In sheer numbers at least, recruitment may not be a problem. The country is due to produce nearly 5.71 lakh technical graduates and postgraduatesIndia's top 10 BPOs in 2010, says IT lobby group Nasscom. There is also a teeming workforce in India thanks to large anti-virus and software companies such as McAfee, Microsoft, Intel establishing R&D labs here.
The government is not taking chances, however. The NSA’s National Security Council Secretariat has directed the HRD and IT ministries to introduce cyber security in the curriculum of IITs and education institutes.
The government also plans to amplify efforts to strengthen its cyber armour. A National Testing Centre to check all types of hardware and software being sourced by departments for spyware will be established to prevent India’s computers from coming under attack.

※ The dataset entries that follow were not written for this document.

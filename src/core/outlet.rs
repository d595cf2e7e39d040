//! Outlet business logic - tenants and their per-outlet settings.

use crate::{
    entities::{Outlet, OutletSetting, User, outlet, outlet_setting, user},
    errors::{Error, Result},
};
use sea_orm::{QueryOrder, Set, prelude::*};
use serde::Deserialize;

/// Input for a new outlet
#[derive(Debug, Clone, Deserialize)]
pub struct NewOutlet {
    /// Store name
    pub name: String,
    /// Owner; defaults to the creating user
    #[serde(default)]
    pub owner_id: Option<i64>,
    /// Address or description
    #[serde(default)]
    pub location: Option<String>,
}

/// Partial update for outlet settings
#[derive(Debug, Clone, Default, Deserialize)]
pub struct SettingsUpdate {
    /// Where booking notifications go
    #[serde(default)]
    pub notification_email: Option<String>,
    /// Tax rate in percent
    #[serde(default)]
    pub tax_rate: Option<f64>,
}

/// Looks up an outlet by exact name.
pub async fn get_outlet_by_name(db: &DatabaseConnection, name: &str) -> Result<outlet::Model> {
    Outlet::find()
        .filter(outlet::Column::Name.eq(name))
        .one(db)
        .await?
        .ok_or_else(|| Error::not_found("outlet", name))
}

/// Outlets visible to `user`: all for superusers, owned ones otherwise.
pub async fn list_outlets(db: &DatabaseConnection, user: &user::Model) -> Result<Vec<outlet::Model>> {
    let mut query = Outlet::find();
    if !user.is_superuser {
        query = query.filter(outlet::Column::OwnerId.eq(user.id));
    }
    query
        .order_by_asc(outlet::Column::Name)
        .all(db)
        .await
        .map_err(Into::into)
}

/// Creates an outlet. Only superusers may create outlets.
pub async fn create_outlet(
    db: &DatabaseConnection,
    user: &user::Model,
    input: NewOutlet,
) -> Result<outlet::Model> {
    if !user.is_superuser {
        return Err(Error::forbidden("Only superusers can create outlets"));
    }
    let name = input.name.trim().to_string();
    if name.is_empty() {
        return Err(Error::validation("Outlet name cannot be empty"));
    }
    let owner_id = input.owner_id.unwrap_or(user.id);
    if User::find_by_id(owner_id).one(db).await?.is_none() {
        return Err(Error::not_found("user", owner_id));
    }

    let created = outlet::ActiveModel {
        name: Set(name),
        owner_id: Set(owner_id),
        location: Set(input.location),
        ..Default::default()
    }
    .insert(db)
    .await?;
    tracing::info!(outlet_id = created.id, name = %created.name, owner_id, "Outlet created");
    Ok(created)
}

/// Settings of the outlet; a default row is created on first read.
pub async fn get_settings<C>(db: &C, outlet_id: i64) -> Result<outlet_setting::Model>
where
    C: ConnectionTrait,
{
    let existing = OutletSetting::find()
        .filter(outlet_setting::Column::OutletId.eq(outlet_id))
        .one(db)
        .await?;
    if let Some(settings) = existing {
        return Ok(settings);
    }

    tracing::debug!(outlet_id, "Creating default outlet settings");
    outlet_setting::ActiveModel {
        outlet_id: Set(outlet_id),
        notification_email: Set(None),
        tax_rate: Set(0.0),
        ..Default::default()
    }
    .insert(db)
    .await
    .map_err(Into::into)
}

/// Updates notification email and tax rate.
///
/// # Errors
/// Returns an error if the tax rate is outside 0..=100.
pub async fn update_settings(
    db: &DatabaseConnection,
    outlet_id: i64,
    update: SettingsUpdate,
) -> Result<outlet_setting::Model> {
    let settings = get_settings(db, outlet_id).await?;
    let mut active: outlet_setting::ActiveModel = settings.into();

    if let Some(rate) = update.tax_rate {
        if !rate.is_finite() || !(0.0..=100.0).contains(&rate) {
            return Err(Error::validation(format!(
                "Tax rate must be between 0 and 100, got {rate}"
            )));
        }
        active.tax_rate = Set(rate);
    }
    if let Some(email) = update.notification_email {
        let email = email.trim().to_string();
        active.notification_email = Set((!email.is_empty()).then_some(email));
    }

    let updated = active.update(db).await?;
    tracing::info!(outlet_id, tax_rate = updated.tax_rate, "Outlet settings updated");
    Ok(updated)
}
//! Room and room session routes.

use super::{
    AppState,
    error::{ApiResult, ok},
};
use crate::{
    core::{
        room::{self, NewRoom, RoomTile, RoomUpdate},
        session::{self, Checkout, CheckoutRequest, SessionBill},
        tenant::OutletContext,
    },
    entities::{room as room_entity, room_session},
};
use axum::{
    Json, Router,
    extract::{Path, State},
    routing::{get, post, put},
};
use chrono::Utc;
use serde::Deserialize;

/// Routes under `/api`
pub fn routes() -> Router<AppState> {
    Router::new()
        .route("/rooms", get(list_rooms).post(create_room))
        .route("/rooms/board", get(room_board))
        .route("/rooms/{id}", put(update_room))
        .route("/rooms/{id}/sessions", post(start_session))
        .route("/sessions", get(open_sessions))
        .route("/sessions/{id}/pause", post(pause_session))
        .route("/sessions/{id}/resume", post(resume_session))
        .route("/sessions/{id}/extend", post(extend_session))
        .route("/sessions/{id}/bill", get(session_bill))
        .route("/sessions/{id}/checkout", post(checkout_session))
        .route("/sessions/{id}/cancel", post(cancel_session))
}

async fn list_rooms(State(state): State<AppState>, ctx: OutletContext) -> ApiResult<Vec<room_entity::Model>> {
    ok(room::list_rooms(&state.db, ctx.outlet_id()).await?)
}

async fn create_room(
    State(state): State<AppState>,
    ctx: OutletContext,
    Json(input): Json<NewRoom>,
) -> ApiResult<room_entity::Model> {
    ok(room::create_room(&state.db, ctx.outlet_id(), input).await?)
}

async fn update_room(
    State(state): State<AppState>,
    ctx: OutletContext,
    Path(id): Path<i64>,
    Json(update): Json<RoomUpdate>,
) -> ApiResult<room_entity::Model> {
    ok(room::update_room(&state.db, ctx.outlet_id(), id, update).await?)
}

async fn room_board(State(state): State<AppState>, ctx: OutletContext) -> ApiResult<Vec<RoomTile>> {
    ok(room::room_board(&state.db, ctx.outlet_id()).await?)
}

#[derive(Debug, Deserialize)]
struct StartRequest {
    #[serde(default)]
    customer_name: Option<String>,
    #[serde(default = "default_booked_minutes")]
    booked_minutes: i32,
}

const fn default_booked_minutes() -> i32 {
    60
}

async fn start_session(
    State(state): State<AppState>,
    ctx: OutletContext,
    Path(room_id): Path<i64>,
    Json(req): Json<StartRequest>,
) -> ApiResult<room_session::Model> {
    ok(session::start_session(
        &state.db,
        ctx.outlet_id(),
        room_id,
        req.customer_name.as_deref(),
        req.booked_minutes,
        Utc::now(),
    )
    .await?)
}

async fn open_sessions(State(state): State<AppState>, ctx: OutletContext) -> ApiResult<Vec<room_session::Model>> {
    ok(session::open_sessions(&state.db, ctx.outlet_id()).await?)
}

async fn pause_session(
    State(state): State<AppState>,
    ctx: OutletContext,
    Path(id): Path<i64>,
) -> ApiResult<room_session::Model> {
    ok(session::pause_session(&state.db, ctx.outlet_id(), id, Utc::now()).await?)
}

async fn resume_session(
    State(state): State<AppState>,
    ctx: OutletContext,
    Path(id): Path<i64>,
) -> ApiResult<room_session::Model> {
    ok(session::resume_session(&state.db, ctx.outlet_id(), id, Utc::now()).await?)
}

#[derive(Debug, Deserialize)]
struct ExtendRequest {
    minutes: i32,
}

async fn extend_session(
    State(state): State<AppState>,
    ctx: OutletContext,
    Path(id): Path<i64>,
    Json(req): Json<ExtendRequest>,
) -> ApiResult<room_session::Model> {
    ok(session::extend_session(&state.db, ctx.outlet_id(), id, req.minutes).await?)
}

async fn session_bill(State(state): State<AppState>, ctx: OutletContext, Path(id): Path<i64>) -> ApiResult<SessionBill> {
    ok(session::session_bill(
        &state.db,
        ctx.outlet_id(),
        id,
        state.config.business.minimum_billable_minutes,
        Utc::now(),
    )
    .await?)
}

async fn checkout_session(
    State(state): State<AppState>,
    ctx: OutletContext,
    Path(id): Path<i64>,
    Json(request): Json<CheckoutRequest>,
) -> ApiResult<Checkout> {
    ok(session::checkout_session(
        &state.db,
        &ctx,
        id,
        request,
        state.config.business.minimum_billable_minutes,
        Utc::now(),
    )
    .await?)
}

async fn cancel_session(
    State(state): State<AppState>,
    ctx: OutletContext,
    Path(id): Path<i64>,
) -> ApiResult<room_session::Model> {
    ok(session::cancel_session(&state.db, ctx.outlet_id(), id, Utc::now()).await?)
}
/// Database configuration and connection management
pub mod database;

/// Application settings loaded from config.toml
pub mod settings;

/// Seeding of users, outlets and rooms declared in config.toml
pub mod seed;

pub use settings::{AppConfig, BusinessConfig, OutletSeed, RoomSeed, ServerConfig, UserSeed};
async fn bill_in<C>(
    db: &C,
    session: &room_session::Model,
    minimum_minutes: i64,
    at: DateTime<Utc>,
) -> Result<SessionBill>
where
    C: ConnectionTrait,
{
    let room = get_room(db, session.outlet_id, session.room_id).await?;
    let orders = session_orders(db, session.id).await?;
    let food = money::sum_amounts(orders.iter().map(|o| o.total_price));
    Ok(compute_bill(session, room.price_per_hour, minimum_minutes, food, at))
}

/// The bill as it would be if the session were checked out at `at`.
pub async fn session_bill(
    db: &DatabaseConnection,
    outlet_id: i64,
    session_id: i64,
    minimum_minutes: i64,
    at: DateTime<Utc>,
) -> Result<SessionBill> {
    let session = get_session(db, outlet_id, session_id).await?;
    bill_in(db, &session, minimum_minutes, at).await
}

/// Bills the session, records the sale and frees the room.
///
/// Food and drink lines were already taken from stock when ordered, so the
/// sale created here does not move stock again.
///
/// # Errors
/// Returns an error if:
/// - The session is not open
/// - `final_amount` differs from the bill and the user is not a manager
/// - Credit is used for a guest without a customer account
pub async fn checkout_session(
    db: &DatabaseConnection,
    ctx: &OutletContext,
    session_id: i64,
    request: CheckoutRequest,
    minimum_minutes: i64,
    at: DateTime<Utc>,
) -> Result<Checkout> {
    let outlet_id = ctx.outlet_id();
    let txn = db.begin().await?;

    let session = get_session(&txn, outlet_id, session_id).await?;
    require_open(&session, "check out")?;
    let bill = bill_in(&txn, &session, minimum_minutes, at).await?;
    let computed_total = money::dec(bill.total_charge);

    let final_total = match request.final_amount {
        Some(amount) => {
            let amount = money::round_money(money::require_non_negative(amount)?);
            if amount != computed_total {
                ctx.require_manager("override the session total")?;
                tracing::warn!(
                    outlet_id,
                    session_id,
                    computed = bill.total_charge,
                    charged = money::to_amount(amount),
                    user = %ctx.user.username,
                    "Session total overridden"
                );
            }
            amount
        }
        None => computed_total,
    };

    let mut lines = vec![PricedLine {
        product_id: None,
        product_name: "Room charge".to_string(),
        quantity: 1,
        price: money::dec(bill.room_charge),
    }];
    if bill.extra_time_charge > 0.0 {
        lines.push(PricedLine {
            product_id: None,
            product_name: "Extra time".to_string(),
            quantity: 1,
            price: money::dec(bill.extra_time_charge),
        });
    }
    let orders = session_orders(&txn, session.id).await?;
    if !orders.is_empty() {
        let items = RoomOrderItem::find()
            .filter(room_order_item::Column::OrderId.is_in(orders.iter().map(|o| o.id)))
            .order_by_asc(room_order_item::Column::Id)
            .all(&txn)
            .await?;
        lines.extend(items.into_iter().map(|item| PricedLine {
            product_id: Some(item.product_id),
            product_name: item.product_name,
            quantity: item.quantity,
            price: money::dec(item.price),
        }));
    }
    if final_total != computed_total {
        lines.push(PricedLine {
            product_id: None,
            product_name: "Manager adjustment".to_string(),
            quantity: 1,
            price: final_total - computed_total,
        });
    }

    let customer = if session.customer_name.eq_ignore_ascii_case(DEFAULT_CUSTOMER) {
        None
    } else {
        sale::resolve_customer(&txn, outlet_id, None, Some(&session.customer_name)).await?
    };

    let recorded = sale::insert_sale(
        &txn,
        outlet_id,
        customer.as_ref(),
        Some(session.customer_name.clone()),
        request.payment_method,
        SaleSource::RoomSession,
        &lines,
        at,
    )
    .await?;

    let open_pause = session.paused_at;
    let closed_pauses = i64::from(session.paused_minutes);
    let mut active: room_session::ActiveModel = session.into();
    if let Some(paused_at) = open_pause {
        let paused_for = (at - paused_at).num_minutes().max(0);
        active.paused_minutes = Set(i32::try_from(closed_pauses + paused_for)?);
        active.paused_at = Set(None);
    }
    active.customer_id = Set(customer.as_ref().map(|c| c.id));
    active.end_time = Set(Some(at));
    active.status = Set(SessionStatus::Completed);
    active.room_charge = Set(bill.room_charge);
    active.extra_time_charge = Set(bill.extra_time_charge);
    active.food_beverage_charge = Set(bill.food_beverage_charge);
    // Overrides live on the sale's adjustment line; the session keeps the computed bill
    active.total_charge = Set(bill.total_charge);
    active.sale_id = Set(Some(recorded.sale.id));
    let completed = active.update(&txn).await?;

    txn.commit().await?;
    tracing::info!(
        outlet_id,
        session_id,
        sale_id = recorded.sale.id,
        total = completed.total_charge,
        charged = recorded.sale.total_amount,
        "Session checked out"
    );
    Ok(Checkout {
        session: completed,
        sale: recorded.sale,
        bill,
    })
}

/// Cancels a session that has no room orders.
pub async fn cancel_session(
    db: &DatabaseConnection,
    outlet_id: i64,
    session_id: i64,
    at: DateTime<Utc>,
) -> Result<room_session::Model> {
    let txn = db.begin().await?;
    let session = get_session(&txn, outlet_id, session_id).await?;
    require_open(&session, "cancel")?;
    if !session_orders(&txn, session_id).await?.is_empty() {
        return Err(Error::Conflict {
            message: format!("Session {session_id} has room orders; check it out instead"),
        });
    }

    let mut active: room_session::ActiveModel = session.into();
    active.status = Set(SessionStatus::Cancelled);
    active.paused_at = Set(None);
    active.end_time = Set(Some(at));
    let cancelled = active.update(&txn).await?;
    txn.commit().await?;

    tracing::info!(outlet_id, session_id, "Session cancelled");
    Ok(cancelled)
}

The NSA has also asked the Defence Research & Development Organisation (DRDO) and DIA to magnify efforts against electromagnetic-pulse bombs that can interrupt wireless signals inside the country. It has also directed the DIA to harden its Transient ElectroMagnetic Pulse Emanations Standards, known as TEMPEST in military parlance. Hardening TEMPEST to a geek means lowering the chances of interception of data transferred by defence agencies on the internet.
To enable this, the government wants to involve engineers and scientists from the IITs and Indian Institutes of Science to develop highly-encrypted algorithms, in large numbers. The high-level meeting notes that government’s cyber efforts are stumped by its ability to produce no more than 3-4 such algorithms in a year.